The denial process creates delays which impact the time it takes to collect post-service payments. The patient balance remains pending finalization until the denial gets resolved after a claim denial occurs. A structured denial workflow prevents accounts from aging past the point of collection viability. The most common denial reasons in ambulatory settings include missing or incorrect patient information, authorization failures, and coding mismatches between the diagnosis and procedure codes. Each denial type requires a specific response and should be tracked by category.

The AHIMA recommends a denial rate benchmark of under 5% for well-managed practices. Practices above this threshold should audit their top denial categories and implement targeted prevention protocols at the coding and front desk levels.

Conclusion: Build a Collection Process That Works Before and After the Visit

Healthcare facilities use multiple processes to handle patient payments which start before appointments and continue through the front desk until organizations complete their official payment collection operations. The first phase in a process requires its completion before moving to the second phase. 

Practices that invest in insurance verification workflows, trained front desk staff, and clear patient communication consistently outperform those that collect reactively. The difference in revenue between the two options shows a significant distinction. The practice’s financial stability depends on three factors which include cash flow and accounts receivable aging. 
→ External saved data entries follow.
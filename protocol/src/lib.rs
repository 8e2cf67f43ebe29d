//! Shared data types for the second-line broker.
//!
//! Everything in this crate is plain data: risk tiers, request statuses,
//! review decisions and the lifecycle events streamed to watchers. No I/O
//! happens here so both the core engine and the CLI front-end can depend on
//! these types without pulling in the store or the executor.

mod events;
mod types;

pub use events::Event;
pub use types::Attachment;
pub use types::AttachmentKind;
pub use types::Justification;
pub use types::PatternOrigin;
pub use types::RequestStatus;
pub use types::ReviewDecision;
pub use types::RiskTier;
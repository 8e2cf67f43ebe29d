//! Sessions: the only identity the core recognizes.
//!
//! A session is an authenticated principal for one agent run. Rows are
//! append-only; the secret key is generated here and compared in constant
//! time during reviewer authentication.

use std::path::PathBuf;

use chrono::DateTime;
use chrono::Utc;
use rand::RngCore;
use serde::Deserialize;
use serde::Serialize;
use subtle::ConstantTimeEq;
use uuid::Uuid;

const SESSION_KEY_BYTES: usize = 32;

#[derive(Debug, Clone, PartialEq, Eq, Serialize, Deserialize)]
pub struct Session {
    pub id: Uuid,
    /// High-entropy secret, hex-encoded. Held by the agent and presented on
    /// every mutating verb.
    pub session_key: String,
    pub agent: String,
    pub model: String,
    /// Tool identifier, e.g. "claude-code" or "codex".
    pub program: String,
    pub project_path: PathBuf,
    pub created_at: DateTime<Utc>,
}

impl Session {
    pub fn new(
        agent: impl Into<String>,
        model: impl Into<String>,
        program: impl Into<String>,
        project_path: impl Into<PathBuf>,
    ) -> Self {
        Self {
            id: Uuid::new_v4(),
            session_key: generate_session_key(),
            agent: agent.into(),
            model: model.into(),
            program: program.into(),
            project_path: project_path.into(),
            created_at: Utc::now(),
        }
    }

    /// Constant-time comparison of the supplied key against the stored one.
    /// A length mismatch short-circuits, which leaks only the key length —
    /// keys are fixed-size so every wrong guess takes the same path.
    pub fn verify_key(&self, supplied: &str) -> bool {
        let stored = self.session_key.as_bytes();
        let supplied = supplied.as_bytes();
        if stored.len() != supplied.len() {
            return false;
        }
        stored.ct_eq(supplied).into()
    }
}

pub fn generate_session_key() -> String {
    let mut bytes = [0u8; SESSION_KEY_BYTES];
    rand::rng().fill_bytes(&mut bytes);
    hex::encode(bytes)
}
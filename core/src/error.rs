use std::io;
use std::path::PathBuf;

use slb_protocol::RiskTier;
use thiserror::Error;
use uuid::Uuid;

pub type Result<T> = std::result::Result<T, SlbErr>;

#[derive(Error, Debug)]
pub enum SlbErr {
    /// Missing required input, malformed hash acknowledgement, bad tier
    /// name. Surfaced to the caller verbatim; never retried.
    #[error("{0}")]
    Validation(String),

    /// Session unknown or session key mismatch. The comparison path is
    /// constant-time; the message deliberately does not say which.
    #[error("session unknown or session key mismatch")]
    AuthFailed,

    /// The request is not in a state that admits the requested operation,
    /// e.g. reviewing an already-approved request or cancelling someone
    /// else's request.
    #[error("not reviewable: {0}")]
    NotReviewable(String),

    #[error("request not found: {0}")]
    RequestNotFound(Uuid),

    /// The execution-time gate discovered that the current pattern set
    /// classifies the command more strictly than what was approved. The
    /// operator may re-submit for fresh approval.
    #[error("policy drift: command now classifies at tier `{now}`, approved at tier `{approved}`")]
    PolicyDrift { approved: RiskTier, now: RiskTier },

    /// Approval TTL elapsed. The lifecycle transitions the request to
    /// `timeout` before this is returned.
    #[error("approval TTL elapsed; request transitioned to timeout")]
    Expired,

    #[error("this session has already reviewed the request")]
    DuplicateReview,

    #[error("a session may not review its own request")]
    SelfReview,

    #[error("cross-model review required: reviewer and owner run the same model")]
    SameModel,

    /// The child process failed (non-zero exit, spawn error or timeout).
    /// The request has already been transitioned to `execution_failed`.
    #[error("execution failed (exit code {exit_code:?}, timed out: {timed_out}); log at {}", log_path.display())]
    ExecutionFailed {
        exit_code: Option<i32>,
        timed_out: bool,
        log_path: PathBuf,
    },

    /// Durability failure. The originating operation fails with no partial
    /// writes; the caller may retry after backoff.
    #[error("store error: {0}")]
    Store(#[from] rusqlite::Error),

    /// The operation observed cancellation (SIGINT/SIGTERM) and unwound.
    #[error("interrupted")]
    Interrupted,

    #[error(transparent)]
    Io(#[from] io::Error),

    #[error(transparent)]
    Json(#[from] serde_json::Error),
}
Strengthen Your Patient Collections Process Today

Virginia Billing Service helps medical practices build structured, compliant collection workflows that capture more revenue at every stage of the cycle. Visit us to learn how we can improve your point of service and post-service collection performance.

Frequently Asked Questions

What is point of service collections in healthcare?

Point of service collections refers to collecting patient-owed balances, such as copays, deductibles, and coinsurance, at or before the time of the clinical encounter rather than billing the patient after the visit.

Why is upfront collections important for medical practices?

Upfront collections reduce patient bad debt and administrative costs because collection rates fall sharply after a patient leaves the office, making pre-visit and at-visit collection the most cost-effective approach.

What happens during the post-service stage of revenue cycle management?

The post-service stage covers claims submission, insurance adjudication, EOB and ERA reconciliation, payment posting, patient statement generation, and denial management until the account balance is fully resolved.

How can front desk staff improve time of service collections?

Front desk staff improve time of service collections by verifying eligibility in advance, communicating patient responsibility clearly at check-in, accepting multiple payment methods, and offering structured payment plans before the patient leaves.